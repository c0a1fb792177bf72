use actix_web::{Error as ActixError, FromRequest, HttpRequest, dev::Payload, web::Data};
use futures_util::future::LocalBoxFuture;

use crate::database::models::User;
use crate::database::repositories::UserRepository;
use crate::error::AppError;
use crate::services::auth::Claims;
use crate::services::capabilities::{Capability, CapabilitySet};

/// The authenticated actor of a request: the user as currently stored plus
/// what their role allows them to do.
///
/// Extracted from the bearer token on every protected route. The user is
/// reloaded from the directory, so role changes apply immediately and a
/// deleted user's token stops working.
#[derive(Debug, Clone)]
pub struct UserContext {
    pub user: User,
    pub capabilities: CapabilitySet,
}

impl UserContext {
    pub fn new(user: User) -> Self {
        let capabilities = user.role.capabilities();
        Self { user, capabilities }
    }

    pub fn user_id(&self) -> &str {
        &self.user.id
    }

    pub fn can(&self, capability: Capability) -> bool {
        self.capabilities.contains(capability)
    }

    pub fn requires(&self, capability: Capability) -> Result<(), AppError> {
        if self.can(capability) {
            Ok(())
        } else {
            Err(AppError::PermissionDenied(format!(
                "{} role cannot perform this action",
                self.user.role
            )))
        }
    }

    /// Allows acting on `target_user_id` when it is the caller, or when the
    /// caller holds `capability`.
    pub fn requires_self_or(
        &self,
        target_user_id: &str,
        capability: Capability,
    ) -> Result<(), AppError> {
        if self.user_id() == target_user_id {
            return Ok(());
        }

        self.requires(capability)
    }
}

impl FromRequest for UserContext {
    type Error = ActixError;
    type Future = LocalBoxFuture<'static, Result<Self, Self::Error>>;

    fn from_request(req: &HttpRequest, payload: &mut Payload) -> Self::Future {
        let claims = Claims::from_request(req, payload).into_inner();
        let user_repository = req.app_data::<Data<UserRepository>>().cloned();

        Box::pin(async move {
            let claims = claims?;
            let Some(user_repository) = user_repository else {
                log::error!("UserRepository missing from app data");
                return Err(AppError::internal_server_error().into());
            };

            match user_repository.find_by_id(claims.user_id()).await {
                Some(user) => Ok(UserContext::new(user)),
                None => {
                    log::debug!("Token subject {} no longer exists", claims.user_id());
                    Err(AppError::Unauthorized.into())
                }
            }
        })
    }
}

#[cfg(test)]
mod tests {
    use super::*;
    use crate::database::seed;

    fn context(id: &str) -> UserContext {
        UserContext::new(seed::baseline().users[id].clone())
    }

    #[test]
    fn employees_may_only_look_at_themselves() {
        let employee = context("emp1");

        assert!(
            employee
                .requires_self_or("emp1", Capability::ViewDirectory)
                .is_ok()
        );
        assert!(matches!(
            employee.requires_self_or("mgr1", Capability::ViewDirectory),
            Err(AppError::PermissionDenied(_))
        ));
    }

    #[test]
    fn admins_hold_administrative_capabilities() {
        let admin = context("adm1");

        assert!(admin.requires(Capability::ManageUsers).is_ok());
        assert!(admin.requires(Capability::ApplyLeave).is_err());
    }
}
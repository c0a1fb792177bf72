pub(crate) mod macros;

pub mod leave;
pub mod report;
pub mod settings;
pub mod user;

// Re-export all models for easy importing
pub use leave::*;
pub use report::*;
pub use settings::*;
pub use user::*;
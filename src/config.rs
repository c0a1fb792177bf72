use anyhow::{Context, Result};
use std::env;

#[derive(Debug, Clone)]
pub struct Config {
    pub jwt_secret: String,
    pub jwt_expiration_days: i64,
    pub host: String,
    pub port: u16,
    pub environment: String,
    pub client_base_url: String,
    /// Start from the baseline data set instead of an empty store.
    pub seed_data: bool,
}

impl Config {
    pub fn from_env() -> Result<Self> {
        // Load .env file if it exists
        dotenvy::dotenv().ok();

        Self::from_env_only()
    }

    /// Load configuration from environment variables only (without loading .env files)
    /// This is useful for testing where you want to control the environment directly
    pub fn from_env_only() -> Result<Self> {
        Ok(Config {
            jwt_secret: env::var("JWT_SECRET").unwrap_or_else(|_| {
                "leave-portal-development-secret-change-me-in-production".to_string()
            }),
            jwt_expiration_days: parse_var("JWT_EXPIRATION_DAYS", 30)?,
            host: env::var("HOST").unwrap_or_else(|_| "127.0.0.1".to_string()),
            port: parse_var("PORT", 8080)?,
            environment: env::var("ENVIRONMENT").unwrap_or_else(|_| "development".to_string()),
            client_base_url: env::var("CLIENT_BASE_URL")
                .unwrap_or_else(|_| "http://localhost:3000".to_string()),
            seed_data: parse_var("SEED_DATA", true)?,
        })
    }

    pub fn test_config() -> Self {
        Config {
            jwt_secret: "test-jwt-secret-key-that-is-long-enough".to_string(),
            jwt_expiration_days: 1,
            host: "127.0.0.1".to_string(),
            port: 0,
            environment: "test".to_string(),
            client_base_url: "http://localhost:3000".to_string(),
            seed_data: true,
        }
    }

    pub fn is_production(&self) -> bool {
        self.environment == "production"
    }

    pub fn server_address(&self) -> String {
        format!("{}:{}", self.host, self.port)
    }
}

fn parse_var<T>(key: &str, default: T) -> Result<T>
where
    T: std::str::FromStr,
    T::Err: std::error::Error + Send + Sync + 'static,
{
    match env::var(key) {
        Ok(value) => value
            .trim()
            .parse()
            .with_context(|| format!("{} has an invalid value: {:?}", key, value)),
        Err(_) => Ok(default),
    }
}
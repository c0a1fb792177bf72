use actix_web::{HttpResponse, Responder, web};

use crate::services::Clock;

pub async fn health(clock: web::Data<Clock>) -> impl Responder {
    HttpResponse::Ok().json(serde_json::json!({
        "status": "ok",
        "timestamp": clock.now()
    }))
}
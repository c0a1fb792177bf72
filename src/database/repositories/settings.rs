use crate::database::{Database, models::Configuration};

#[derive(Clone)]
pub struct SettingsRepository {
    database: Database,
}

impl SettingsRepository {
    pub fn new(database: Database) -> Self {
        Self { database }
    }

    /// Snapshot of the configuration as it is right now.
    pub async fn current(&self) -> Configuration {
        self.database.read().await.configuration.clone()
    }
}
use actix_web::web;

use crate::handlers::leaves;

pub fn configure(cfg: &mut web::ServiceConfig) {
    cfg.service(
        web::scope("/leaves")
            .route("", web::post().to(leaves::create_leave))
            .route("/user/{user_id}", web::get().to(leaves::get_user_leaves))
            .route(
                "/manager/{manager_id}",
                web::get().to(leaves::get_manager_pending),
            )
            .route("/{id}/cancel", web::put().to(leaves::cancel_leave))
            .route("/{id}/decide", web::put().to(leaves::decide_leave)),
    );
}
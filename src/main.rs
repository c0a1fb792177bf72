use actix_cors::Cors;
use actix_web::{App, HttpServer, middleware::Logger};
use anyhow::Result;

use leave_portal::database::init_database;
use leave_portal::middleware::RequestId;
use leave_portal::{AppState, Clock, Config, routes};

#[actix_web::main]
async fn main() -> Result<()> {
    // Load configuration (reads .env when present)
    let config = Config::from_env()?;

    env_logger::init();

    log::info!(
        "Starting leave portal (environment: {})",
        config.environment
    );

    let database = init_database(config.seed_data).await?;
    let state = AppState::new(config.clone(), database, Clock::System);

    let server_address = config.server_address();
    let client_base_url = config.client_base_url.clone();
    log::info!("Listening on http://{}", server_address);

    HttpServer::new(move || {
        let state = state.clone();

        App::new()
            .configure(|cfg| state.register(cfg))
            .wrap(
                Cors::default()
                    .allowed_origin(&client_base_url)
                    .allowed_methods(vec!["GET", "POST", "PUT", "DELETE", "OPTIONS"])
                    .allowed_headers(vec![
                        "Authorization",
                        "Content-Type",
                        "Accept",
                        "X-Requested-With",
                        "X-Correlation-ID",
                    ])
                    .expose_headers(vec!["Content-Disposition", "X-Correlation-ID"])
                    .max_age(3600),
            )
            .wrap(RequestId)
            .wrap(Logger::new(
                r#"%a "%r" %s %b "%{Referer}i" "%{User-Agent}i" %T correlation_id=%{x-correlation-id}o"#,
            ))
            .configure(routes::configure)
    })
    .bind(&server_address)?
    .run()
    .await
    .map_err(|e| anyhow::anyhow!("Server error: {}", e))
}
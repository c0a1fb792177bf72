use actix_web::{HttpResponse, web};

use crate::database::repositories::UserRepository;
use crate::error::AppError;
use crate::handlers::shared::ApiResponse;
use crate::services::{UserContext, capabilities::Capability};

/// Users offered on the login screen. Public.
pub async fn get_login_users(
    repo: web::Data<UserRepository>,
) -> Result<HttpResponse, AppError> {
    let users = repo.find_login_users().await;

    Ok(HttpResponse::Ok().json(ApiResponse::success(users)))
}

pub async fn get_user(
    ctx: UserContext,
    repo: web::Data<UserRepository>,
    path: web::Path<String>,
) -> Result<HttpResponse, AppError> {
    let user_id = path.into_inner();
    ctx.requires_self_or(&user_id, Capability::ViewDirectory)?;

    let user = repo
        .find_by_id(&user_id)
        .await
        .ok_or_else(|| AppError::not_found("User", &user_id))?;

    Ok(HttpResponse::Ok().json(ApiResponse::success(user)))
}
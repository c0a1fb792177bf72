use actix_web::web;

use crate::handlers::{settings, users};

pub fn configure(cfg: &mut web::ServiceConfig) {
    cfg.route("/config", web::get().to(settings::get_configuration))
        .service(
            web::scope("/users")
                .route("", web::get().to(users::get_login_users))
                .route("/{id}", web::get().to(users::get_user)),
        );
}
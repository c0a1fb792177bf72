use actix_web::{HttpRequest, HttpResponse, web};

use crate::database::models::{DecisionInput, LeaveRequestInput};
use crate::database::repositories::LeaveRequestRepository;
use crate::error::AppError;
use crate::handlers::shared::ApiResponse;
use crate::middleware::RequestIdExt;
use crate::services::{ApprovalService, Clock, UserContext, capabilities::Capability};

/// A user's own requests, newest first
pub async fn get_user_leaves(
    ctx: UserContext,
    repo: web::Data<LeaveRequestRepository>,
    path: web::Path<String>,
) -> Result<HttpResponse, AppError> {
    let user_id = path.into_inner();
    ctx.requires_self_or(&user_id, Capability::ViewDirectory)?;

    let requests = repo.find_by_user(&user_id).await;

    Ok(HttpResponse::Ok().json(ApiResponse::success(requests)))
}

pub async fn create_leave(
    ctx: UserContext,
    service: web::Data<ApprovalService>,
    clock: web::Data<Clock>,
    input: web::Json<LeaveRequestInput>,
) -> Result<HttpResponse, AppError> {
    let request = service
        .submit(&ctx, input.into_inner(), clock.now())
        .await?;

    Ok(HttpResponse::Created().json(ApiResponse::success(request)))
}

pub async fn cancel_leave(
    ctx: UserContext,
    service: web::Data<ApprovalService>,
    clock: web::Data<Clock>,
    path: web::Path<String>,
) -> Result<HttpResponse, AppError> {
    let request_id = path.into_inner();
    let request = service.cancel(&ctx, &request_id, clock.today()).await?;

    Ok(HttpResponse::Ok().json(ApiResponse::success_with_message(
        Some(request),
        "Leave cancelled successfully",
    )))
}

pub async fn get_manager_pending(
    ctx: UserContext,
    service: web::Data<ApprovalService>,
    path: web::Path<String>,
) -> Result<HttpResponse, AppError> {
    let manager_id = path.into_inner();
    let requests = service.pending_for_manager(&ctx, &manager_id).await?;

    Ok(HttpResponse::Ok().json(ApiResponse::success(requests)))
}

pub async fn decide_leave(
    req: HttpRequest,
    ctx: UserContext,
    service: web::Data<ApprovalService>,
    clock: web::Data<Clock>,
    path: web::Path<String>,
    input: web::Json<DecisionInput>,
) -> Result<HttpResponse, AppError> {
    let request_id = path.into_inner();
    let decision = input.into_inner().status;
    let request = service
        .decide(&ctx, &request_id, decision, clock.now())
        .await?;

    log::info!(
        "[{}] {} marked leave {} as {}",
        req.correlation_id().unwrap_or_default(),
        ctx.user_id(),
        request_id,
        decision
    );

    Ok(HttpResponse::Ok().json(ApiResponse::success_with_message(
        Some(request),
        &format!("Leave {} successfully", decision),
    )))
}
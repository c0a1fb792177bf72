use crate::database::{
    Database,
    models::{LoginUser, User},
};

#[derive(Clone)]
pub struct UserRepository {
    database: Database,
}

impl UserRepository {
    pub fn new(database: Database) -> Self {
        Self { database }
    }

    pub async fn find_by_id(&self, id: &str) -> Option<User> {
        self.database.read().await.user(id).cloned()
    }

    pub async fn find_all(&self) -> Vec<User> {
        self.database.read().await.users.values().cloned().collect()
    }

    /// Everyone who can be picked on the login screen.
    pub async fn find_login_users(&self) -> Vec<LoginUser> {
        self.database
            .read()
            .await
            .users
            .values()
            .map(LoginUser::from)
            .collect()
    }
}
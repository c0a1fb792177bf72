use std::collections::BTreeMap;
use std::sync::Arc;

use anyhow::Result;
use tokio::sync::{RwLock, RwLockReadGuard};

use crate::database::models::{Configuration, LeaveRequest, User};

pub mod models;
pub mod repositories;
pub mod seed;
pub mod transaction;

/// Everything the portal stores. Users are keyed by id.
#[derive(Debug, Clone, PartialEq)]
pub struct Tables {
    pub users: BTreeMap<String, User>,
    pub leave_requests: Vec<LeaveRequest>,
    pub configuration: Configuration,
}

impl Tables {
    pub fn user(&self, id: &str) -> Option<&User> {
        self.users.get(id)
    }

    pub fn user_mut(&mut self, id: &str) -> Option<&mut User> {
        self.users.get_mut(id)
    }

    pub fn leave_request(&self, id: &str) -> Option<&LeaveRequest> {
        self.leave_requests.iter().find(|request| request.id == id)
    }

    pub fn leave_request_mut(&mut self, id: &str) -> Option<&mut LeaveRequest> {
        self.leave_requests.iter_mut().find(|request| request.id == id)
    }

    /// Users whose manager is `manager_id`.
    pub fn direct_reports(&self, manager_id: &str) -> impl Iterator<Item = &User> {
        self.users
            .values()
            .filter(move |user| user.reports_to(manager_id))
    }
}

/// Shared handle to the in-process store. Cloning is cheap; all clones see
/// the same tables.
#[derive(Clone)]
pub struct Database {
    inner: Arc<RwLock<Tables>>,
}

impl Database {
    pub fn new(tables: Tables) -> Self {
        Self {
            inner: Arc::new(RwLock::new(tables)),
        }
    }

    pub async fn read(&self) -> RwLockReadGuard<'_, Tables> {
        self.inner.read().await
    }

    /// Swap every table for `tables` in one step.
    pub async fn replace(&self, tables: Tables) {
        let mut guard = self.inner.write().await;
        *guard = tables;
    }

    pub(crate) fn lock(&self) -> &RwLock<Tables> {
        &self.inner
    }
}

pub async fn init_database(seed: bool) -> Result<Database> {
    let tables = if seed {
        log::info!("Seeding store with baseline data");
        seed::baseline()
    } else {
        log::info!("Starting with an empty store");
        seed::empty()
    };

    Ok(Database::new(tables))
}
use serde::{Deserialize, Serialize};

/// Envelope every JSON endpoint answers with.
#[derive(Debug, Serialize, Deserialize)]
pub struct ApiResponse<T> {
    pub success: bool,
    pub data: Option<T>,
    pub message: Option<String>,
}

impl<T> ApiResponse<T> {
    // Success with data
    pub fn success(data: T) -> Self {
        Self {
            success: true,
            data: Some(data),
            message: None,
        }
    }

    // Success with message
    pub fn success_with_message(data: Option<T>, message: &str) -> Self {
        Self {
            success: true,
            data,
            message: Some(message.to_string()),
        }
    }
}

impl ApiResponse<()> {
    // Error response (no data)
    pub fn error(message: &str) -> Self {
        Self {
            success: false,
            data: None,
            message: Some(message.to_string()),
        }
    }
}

■ **Your task**:
Count every line of the data above where "middleware" appears, and give the total only.

■ **Expected answer**:
3